To configure which sums to track, you'll need to instantiate a `CoreConfig` struct and provide it to `NewCore`:
```go
config := &moment.CoreConfig{
Sums: SumsConfig{
2: true, // tracks the sum of squared differences
3: true, // tracks the sum of cubed differences
},
Window: stream.IntPtr(0), // tracks global sums
Decay: stream.FloatPtr(0.3), // tracks exponentially weighted sums with a decay factor of 0.3
}
core, err := NewCore(config)
```
See the [godoc](https://godoc.org/github.com/alexander-yu/stream/moment#Core) entry for more details on Core's methods.

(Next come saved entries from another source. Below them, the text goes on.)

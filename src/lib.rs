//! Embeddable HTTP/1.1 and HTTP/2 (h2c) transport based on `tokio` tools
//!
//! A `ConnectorFactory` owns the event loop. It creates `ServerConnector`s
//! that dispatch requests to a `Handler` running on a thread pool and
//! `HttpClientConnector`s that send requests. Message bodies flow through
//! `StreamingMessageBuffer`s and every connection enforces an idle
//! timeout.
#![recursion_limit="100"]

#[macro_use(quick_error)] extern crate quick_error;
#[macro_use] extern crate log;

pub mod buffer;
pub mod client;
pub mod config;
pub mod connection;
pub mod exchange;
pub mod http1;
pub mod http2;
pub mod server;
pub mod watchdog;
mod chunk;
mod enums;
mod error;
mod factory;
mod headers;
mod message;
mod simple_error_page;
mod timer;

pub use buffer::{Pull, StreamingMessageBuffer};
pub use chunk::{Chunk, ChunkSource};
pub use client::{HttpClientConnector, Request, Response, ResponseFuture};
pub use config::{FactoryConfig, ListenerConfig, Scheme, SenderConfig};
pub use connection::{ConnectionManager, Protocol, Role};
pub use enums::{Status, Version};
pub use error::{Error, ErrorKind};
pub use exchange::{Exchange, ExchangeStatus, StreamId};
pub use factory::ConnectorFactory;
pub use headers::Headers;
pub use message::{Message, RequestHead, ResponseHead};
pub use server::{BodyWriter, Handler, Responder, ServerConnector,
                 ServerConnectorFuture};
pub use simple_error_page::SimpleErrorPage;
pub use watchdog::{IdleTimeoutWatchdog, WatchdogState};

### [Joint Distribution Statistics](https://godoc.org/github.com/alexander-yu/stream/joint)
#### Cov
Cov keeps track of the sample [covariance](https://en.wikipedia.org/wiki/Covariance) of a stream; it can track either the global covariance, or over a rolling window.
#### EWMCov
EWMCov keeps track of the global exponentially weighted sample [covariance](https://en.wikipedia.org/wiki/Covariance) of a stream. This uses the exponentially weighted moving average as its center of mass, and uses the same exponential weights for its power terms.
#### Corr
Corr keeps track of the sample [correlation](https://en.wikipedia.org/wiki/Correlation) of a stream (in particular, the [sample Pearson correlation coefficient](https://en.wikipedia.org/wiki/Pearson_correlation_coefficient#For_a_sample)); it can track either the global correlation, or over a rolling window.
#### EWMCorr
EWMCorr keeps track of the global sample exponentially weighted [correlation](https://en.wikipedia.org/wiki/Correlation) of a stream (in particular, the exponentially weighted [sample Pearson correlation coefficient](https://en.wikipedia.org/wiki/Pearson_correlation_coefficient#For_a_sample)). This uses the exponentially weighted moving average as its center of mass, and uses the same exponential weights for its power terms.
#### Autocorr
Autocorr keeps track of the sample [autocorrelation](https://en.wikipedia.org/wiki/Autocorrelation) of a stream (in particular, the [sample autocorrelation](https://en.wikipedia.org/wiki/Autocorrelation#Estimation)) for a given lag; it can track either the global autocorrelation, or over a rolling window.
#### Autocov
Autocov keeps track of the sample [autocovariance](https://en.wikipedia.org/wiki/Autocovariance) of a stream (in particular, the sample autocovariance) for a given lag; it can track either the global autocovariance, or over a rolling window.
#### Core (Multivariate)
Core is the struct powering all of the statistics in the `stream/joint` subpackage; it keeps track of a pre-configured set of joint centralized power sums of a stream in an efficient, numerically stable way; it can track either the global sums, or over a rolling window.
To configure which sums to track, you'll need to instantiate a `CoreConfig` struct and provide it to `NewCore`:
```go
config := &joint.CoreConfig{
Sums: SumsConfig{
{1, 1}, // tracks the joint sum of differences
{2, 0}, // tracks the sum of squared differences of variable 1
},
Vars: stream.IntPtr(2), // declares that there are 2 variables to track (optional if Sums is set)
Window: stream.IntPtr(0), // tracks global sums
Decay: stream.FloatPtr(0.3), // tracks exponentially weighted sums with a decay factor of 0.3
}
core, err := NewCore(config)
```
See the [godoc](https://godoc.org/github.com/alexander-yu/stream/joint#Core) entry for more details on Core's methods.
### [Aggregate Statistics](https://godoc.org/github.com/alexander-yu/stream/aggregate)
#### SimpleAggregateMetric
SimpleAggregateMetric is a convenience wrapper that stores multiple univariate metrics and will push a value to all metrics simultaneously; instead of returning a single scalar, it returns a map of metrics to their corresponding values.
#### SimpleJointAggregateMetric
SimpleJointAggregateMetric is a convenience wrapper that stores multiple multivariate metrics and will push a value to all metrics simultaneously; instead of returning a single scalar, it returns a map of metrics to their corresponding values.